Task statement. Each line that contains "first" needs to be copied from the listing.

Supplied records.

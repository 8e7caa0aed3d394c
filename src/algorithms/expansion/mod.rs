//! Expansion algorithm.
//!
//! See: <https://www.w3.org/TR/json-ld11-api/#expansion-algorithms>
use iref::Iri;
use json_syntax::Value;

use crate::{
	algorithms::ProcessingEnvironment, keyword::is_keyword, ActiveContext, Error,
};

mod document;
mod element;
mod environment;
mod iri;
mod node;
mod options;
mod value;

pub use environment::Expander;
pub use options::*;
pub use value::expand_value;

/// Expands `document` with the given active context.
///
/// `base_url` is the document URL, used to resolve relative IRIs found in
/// `@context` entries.
pub fn expand(
	env: &mut impl ProcessingEnvironment,
	active_context: &ActiveContext,
	document: &Value,
	base_url: Option<&Iri>,
	options: ExpansionOptions,
) -> Result<Value, Error> {
	Expander::new(active_context, base_url, options).expand_document(env, document)
}

/// Returns the keyword `key` stands for, if any.
///
/// A key stands for a keyword if it is one, or if it is an alias of one.
pub(super) fn keyword_of<'c>(context: &'c ActiveContext, key: &'c str) -> Option<&'c str> {
	if is_keyword(key) {
		return Some(key);
	}

	context
		.get(key)
		.and_then(|d| d.iri())
		.filter(|iri| is_keyword(iri))
}

/// Converts an expanded value into an array. `null` becomes the empty array.
pub(super) fn to_array(value: Value) -> Vec<Value> {
	match value {
		Value::Null => Vec::new(),
		Value::Array(items) => items,
		other => vec![other],
	}
}

#[cfg(test)]
mod tests {
	use super::*;
	use crate::{
		util::{deep_equals, deep_equals_unordered},
		Environment, ErrorCode, NoLoader, Warning,
	};
	use json_syntax::Parse;

	fn parse(s: &str) -> Value {
		Value::parse_str(s).unwrap().0
	}

	fn run(input: &str, options: ExpansionOptions) -> Result<(Value, Vec<Warning>), Error> {
		let mut env = Environment::new(NoLoader);
		let base = Iri::new("http://example.org/doc").unwrap();
		let context = ActiveContext::new(Some(base.to_owned()));
		let expanded = expand(&mut env, &context, &parse(input), Some(base), options)?;
		Ok((expanded, env.into_warnings()))
	}

	fn check(input: &str, expected: &str) {
		let (expanded, _) = run(input, ExpansionOptions::default()).unwrap();
		let expected = parse(expected);
		assert!(
			deep_equals_unordered(&expanded, &expected),
			"got {expanded:?}, expected {expected:?}"
		)
	}

	#[test]
	fn simple_terms() {
		check(
			r#"{
				"@context": {"name": "http://xmlns.com/foaf/0.1/name"},
				"@id": "alice",
				"name": "Alice"
			}"#,
			r#"[{
				"@id": "http://example.org/alice",
				"http://xmlns.com/foaf/0.1/name": [{"@value": "Alice"}]
			}]"#,
		)
	}

	#[test]
	fn free_floating_values_are_dropped() {
		check(r#"{"@value": "x"}"#, "[]");
		check(r#"[1, "a", {"@id": "http://example.org/x"}]"#, "[]");
		check("null", "[]")
	}

	#[test]
	fn top_level_graph_is_unwrapped() {
		check(
			r#"{"@graph": [{"@id": "http://example.org/a", "http://example.org/p": 1}]}"#,
			r#"[{"@id": "http://example.org/a", "http://example.org/p": [{"@value": 1}]}]"#,
		)
	}

	#[test]
	fn typed_and_language_values() {
		check(
			r#"{
				"@context": {
					"@language": "en",
					"date": {"@id": "http://example.org/date", "@type": "http://www.w3.org/2001/XMLSchema#date"},
					"homepage": {"@id": "http://example.org/homepage", "@type": "@id"},
					"label": "http://example.org/label"
				},
				"date": "2020-01-01",
				"homepage": "home",
				"label": "hello"
			}"#,
			r#"[{
				"http://example.org/date": [{"@value": "2020-01-01", "@type": "http://www.w3.org/2001/XMLSchema#date"}],
				"http://example.org/homepage": [{"@id": "http://example.org/home"}],
				"http://example.org/label": [{"@value": "hello", "@language": "en"}]
			}]"#,
		)
	}

	#[test]
	fn list_and_set_containers() {
		check(
			r#"{
				"@context": {
					"list": {"@id": "http://example.org/list", "@container": "@list"},
					"set": {"@id": "http://example.org/set", "@container": "@set"}
				},
				"list": [1, 2],
				"set": {"@set": [3]}
			}"#,
			r#"[{
				"http://example.org/list": [{"@list": [{"@value": 1}, {"@value": 2}]}],
				"http://example.org/set": [{"@value": 3}]
			}]"#,
		)
	}

	#[test]
	fn language_and_index_maps() {
		check(
			r#"{
				"@context": {
					"label": {"@id": "http://example.org/label", "@container": "@language"},
					"post": {"@id": "http://example.org/post", "@container": "@index"}
				},
				"label": {"en": "Hello", "fr": ["Bonjour", null], "@none": "Salut"},
				"post": {"first": {"@id": "http://example.org/p1"}}
			}"#,
			r#"[{
				"http://example.org/label": [
					{"@value": "Hello", "@language": "en"},
					{"@value": "Bonjour", "@language": "fr"},
					{"@value": "Salut"}
				],
				"http://example.org/post": [{"@id": "http://example.org/p1", "@index": "first"}]
			}]"#,
		)
	}

	#[test]
	fn reverse_properties() {
		check(
			r#"{
				"@context": {"children": {"@reverse": "http://example.org/parent"}},
				"@id": "http://example.org/alice",
				"children": {"@id": "http://example.org/bob"}
			}"#,
			r#"[{
				"@id": "http://example.org/alice",
				"@reverse": {"http://example.org/parent": [{"@id": "http://example.org/bob"}]}
			}]"#,
		)
	}

	#[test]
	fn nested_properties() {
		check(
			r#"{
				"@context": {"@vocab": "http://example.org/", "meta": "@nest"},
				"@id": "http://example.org/a",
				"meta": {"p": "x"}
			}"#,
			r#"[{"@id": "http://example.org/a", "http://example.org/p": [{"@value": "x"}]}]"#,
		)
	}

	#[test]
	fn colliding_keywords() {
		let err = run(
			r#"{"@context": {"id": "@id"}, "@id": "http://example.org/a", "id": "http://example.org/b"}"#,
			ExpansionOptions::default(),
		)
		.unwrap_err();
		assert_eq!(err.code(), ErrorCode::CollidingKeywords)
	}

	#[test]
	fn invalid_value_object() {
		let err = run(
			r#"{"http://example.org/p": {"@value": "x", "@type": "http://example.org/t", "@language": "en"}}"#,
			ExpansionOptions::default(),
		)
		.unwrap_err();
		assert_eq!(err.code(), ErrorCode::InvalidValueObject)
	}

	#[test]
	fn expansion_policies() {
		let input = r#"{"@id": "http://example.org/a", "undefined": 1, "http://example.org/p": 2}"#;

		let (relaxed, _) = run(
			input,
			ExpansionOptions {
				policy: ExpansionPolicy::Relaxed,
				..Default::default()
			},
		)
		.unwrap();
		let Value::Array(items) = &relaxed else {
			panic!("expected an array")
		};
		let Value::Object(node) = &items[0] else {
			panic!("expected an object")
		};
		assert!(node.get_unique("undefined").unwrap().is_some());

		let (standard, warnings) = run(
			input,
			ExpansionOptions {
				safe_mode: true,
				..Default::default()
			},
		)
		.unwrap();
		assert!(deep_equals(
			&standard,
			&parse(r#"[{"@id": "http://example.org/a", "http://example.org/p": [{"@value": 2}]}]"#)
		));
		assert!(matches!(&warnings[..], [Warning::DroppedProperty(p)] if p == "undefined"));

		let err = run(
			input,
			ExpansionOptions {
				policy: ExpansionPolicy::Strict,
				..Default::default()
			},
		)
		.unwrap_err();
		assert_eq!(err.code(), ErrorCode::KeyExpansionFailed)
	}

	#[test]
	fn frame_expansion_keeps_framing_keywords() {
		let (expanded, _) = run(
			r#"{
				"@context": {"@vocab": "http://example.org/"},
				"@type": "Person",
				"@explicit": true,
				"name": {"@default": "Anonymous"}
			}"#,
			ExpansionOptions::default().for_frame(),
		)
		.unwrap();

		assert!(deep_equals_unordered(
			&expanded,
			&parse(
				r#"[{
					"@type": ["http://example.org/Person"],
					"@explicit": [true],
					"http://example.org/name": [{"@default": [{"@value": "Anonymous"}]}]
				}]"#
			)
		))
	}
}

Reply to the exercise.
				"post": {"first": {"@id": "http://example.org/p1"}}
				"http://example.org/post": [{"@id": "http://example.org/p1", "@index": "first"}]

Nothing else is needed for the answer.